Tandis qu’il parlait, on annonça le serrurier. Nous montâmes tous à l’étage supérieur. J’observai que le sergent restait plus grave et plus silencieux encore que de coutume ; je trouvai étrange aussi qu’après avoir engagé Groseille tout d’abord à nous suivre, il lui enjoignît d’aller attendre en bas jusqu’à notre retour.

Le serrurier força la porte au bout de quelques minutes ; mais un meuble, placé à l’intérieur, formait une barricade, que nous dûmes renverser en poussant la porte. L’aubergiste entra le premier, le sergent et moi le suivîmes avec les autres assistants.

Nous regardâmes tous vers le lit, et tressaillîmes d’effroi. L’homme n’avait pas quitté la pièce. Il était tout habillé sur son lit, sa figure enfoncée sous un oreiller blanc restait ainsi cachée à nos yeux.
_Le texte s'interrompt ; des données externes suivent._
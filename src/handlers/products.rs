use axum::{
    extract::{Path, Query, State},
    http::StatusCode,
    response::IntoResponse,
    Json,
};
use uuid::Uuid;

use crate::{
    errors::ServiceError,
    services::catalog::{CreateProductRequest, ProductFilter, ProductResponse, UpdateProductRequest},
    ApiResponse, ApiResult, AppState,
};

/// List the catalog, optionally by category
#[utoipa::path(
    get,
    path = "/api/v1/products",
    params(ProductFilter),
    responses(
        (status = 200, description = "Products", body = ApiResponse<Vec<ProductResponse>>)
    ),
    tag = "Products"
)]
pub async fn list_products(
    State(state): State<AppState>,
    Query(filter): Query<ProductFilter>,
) -> ApiResult<Vec<ProductResponse>> {
    let products = state.services.catalog.list_products(filter).await?;
    Ok(Json(ApiResponse::success(products)))
}

#[utoipa::path(
    get,
    path = "/api/v1/products/{id}",
    params(("id" = Uuid, Path, description = "Product id")),
    responses(
        (status = 200, description = "Product", body = ApiResponse<ProductResponse>),
        (status = 404, description = "Unknown product", body = crate::errors::ErrorResponse)
    ),
    tag = "Products"
)]
pub async fn get_product(
    State(state): State<AppState>,
    Path(id): Path<Uuid>,
) -> ApiResult<ProductResponse> {
    let product = state.services.catalog.get_product(id).await?;
    Ok(Json(ApiResponse::success(product)))
}

#[utoipa::path(
    post,
    path = "/api/v1/products",
    request_body = CreateProductRequest,
    responses(
        (status = 201, description = "Product created", body = ApiResponse<ProductResponse>),
        (status = 400, description = "Invalid input", body = crate::errors::ErrorResponse),
        (status = 403, description = "Administrators only", body = crate::errors::ErrorResponse)
    ),
    security(("bearer_auth" = [])),
    tag = "Products"
)]
pub async fn create_product(
    State(state): State<AppState>,
    Json(payload): Json<CreateProductRequest>,
) -> Result<impl IntoResponse, ServiceError> {
    let product = state.services.catalog.create_product(payload).await?;
    Ok((StatusCode::CREATED, Json(ApiResponse::success(product))))
}

#[utoipa::path(
    put,
    path = "/api/v1/products/{id}",
    params(("id" = Uuid, Path, description = "Product id")),
    request_body = UpdateProductRequest,
    responses(
        (status = 200, description = "Product updated", body = ApiResponse<ProductResponse>),
        (status = 404, description = "Unknown product", body = crate::errors::ErrorResponse)
    ),
    security(("bearer_auth" = [])),
    tag = "Products"
)]
pub async fn update_product(
    State(state): State<AppState>,
    Path(id): Path<Uuid>,
    Json(payload): Json<UpdateProductRequest>,
) -> ApiResult<ProductResponse> {
    let product = state.services.catalog.update_product(id, payload).await?;
    Ok(Json(ApiResponse::success(product)))
}

#[utoipa::path(
    delete,
    path = "/api/v1/products/{id}",
    params(("id" = Uuid, Path, description = "Product id")),
    responses(
        (status = 204, description = "Product deleted"),
        (status = 404, description = "Unknown product", body = crate::errors::ErrorResponse)
    ),
    security(("bearer_auth" = [])),
    tag = "Products"
)]
pub async fn delete_product(
    State(state): State<AppState>,
    Path(id): Path<Uuid>,
) -> Result<StatusCode, ServiceError> {
    state.services.catalog.delete_product(id).await?;
    Ok(StatusCode::NO_CONTENT)
}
« Que signifie cela ? » dit, en montrant l’oreiller, le maître de la maison.

Le sergent Cuff se dirigea vers le lit sans répondre et enleva l’oreiller.

Le visage basané de l’homme apparut tranquille et placide ; à peine avait-il la barbe et les cheveux un peu en désordre ; mais les yeux, tout grands ouverts, étaient tournés avec un regard vitreux vers le plafond. Leur expression morne et fixe me glaça d’horreur.